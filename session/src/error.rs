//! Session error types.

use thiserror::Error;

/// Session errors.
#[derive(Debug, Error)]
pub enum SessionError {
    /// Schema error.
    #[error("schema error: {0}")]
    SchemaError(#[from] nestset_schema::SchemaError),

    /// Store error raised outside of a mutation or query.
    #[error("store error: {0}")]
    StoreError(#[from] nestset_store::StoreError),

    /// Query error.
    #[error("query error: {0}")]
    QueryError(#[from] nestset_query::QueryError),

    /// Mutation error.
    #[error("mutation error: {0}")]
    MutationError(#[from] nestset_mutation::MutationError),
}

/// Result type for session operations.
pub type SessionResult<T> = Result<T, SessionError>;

...

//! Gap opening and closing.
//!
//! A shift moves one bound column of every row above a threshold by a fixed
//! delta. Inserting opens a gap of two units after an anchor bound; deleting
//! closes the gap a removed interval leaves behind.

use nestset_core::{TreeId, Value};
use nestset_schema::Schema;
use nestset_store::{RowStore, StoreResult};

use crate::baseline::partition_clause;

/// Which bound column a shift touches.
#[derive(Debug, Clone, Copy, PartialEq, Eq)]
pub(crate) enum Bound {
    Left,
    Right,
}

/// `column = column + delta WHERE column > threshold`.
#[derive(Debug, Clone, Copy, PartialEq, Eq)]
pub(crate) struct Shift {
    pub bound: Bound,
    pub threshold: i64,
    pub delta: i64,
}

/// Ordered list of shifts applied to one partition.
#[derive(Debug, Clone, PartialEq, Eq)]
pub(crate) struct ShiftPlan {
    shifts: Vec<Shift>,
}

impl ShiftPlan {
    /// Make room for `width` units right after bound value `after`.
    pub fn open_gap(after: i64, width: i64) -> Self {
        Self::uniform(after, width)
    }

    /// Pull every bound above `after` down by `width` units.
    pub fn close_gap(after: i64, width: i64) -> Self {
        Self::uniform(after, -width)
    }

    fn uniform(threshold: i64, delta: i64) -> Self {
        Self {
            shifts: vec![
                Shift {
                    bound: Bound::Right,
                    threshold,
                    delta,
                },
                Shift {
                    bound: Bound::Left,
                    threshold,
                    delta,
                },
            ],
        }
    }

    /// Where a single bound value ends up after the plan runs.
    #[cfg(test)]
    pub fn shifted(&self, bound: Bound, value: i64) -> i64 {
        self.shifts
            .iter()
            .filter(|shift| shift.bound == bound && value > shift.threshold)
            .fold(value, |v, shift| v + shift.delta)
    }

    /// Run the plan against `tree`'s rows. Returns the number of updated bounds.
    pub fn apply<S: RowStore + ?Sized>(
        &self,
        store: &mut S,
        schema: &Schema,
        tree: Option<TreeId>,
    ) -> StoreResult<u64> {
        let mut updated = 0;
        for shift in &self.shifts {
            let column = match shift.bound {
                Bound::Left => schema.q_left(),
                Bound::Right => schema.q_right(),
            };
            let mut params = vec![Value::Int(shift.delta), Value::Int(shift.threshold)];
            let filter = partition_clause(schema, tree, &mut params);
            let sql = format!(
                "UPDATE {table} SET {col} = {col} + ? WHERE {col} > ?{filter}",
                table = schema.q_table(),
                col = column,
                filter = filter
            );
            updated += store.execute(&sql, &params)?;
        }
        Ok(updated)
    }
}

▶ Exercise requirements: How many lines of the listing include the string "params"? Give only the number.

▶ Result of this task: 3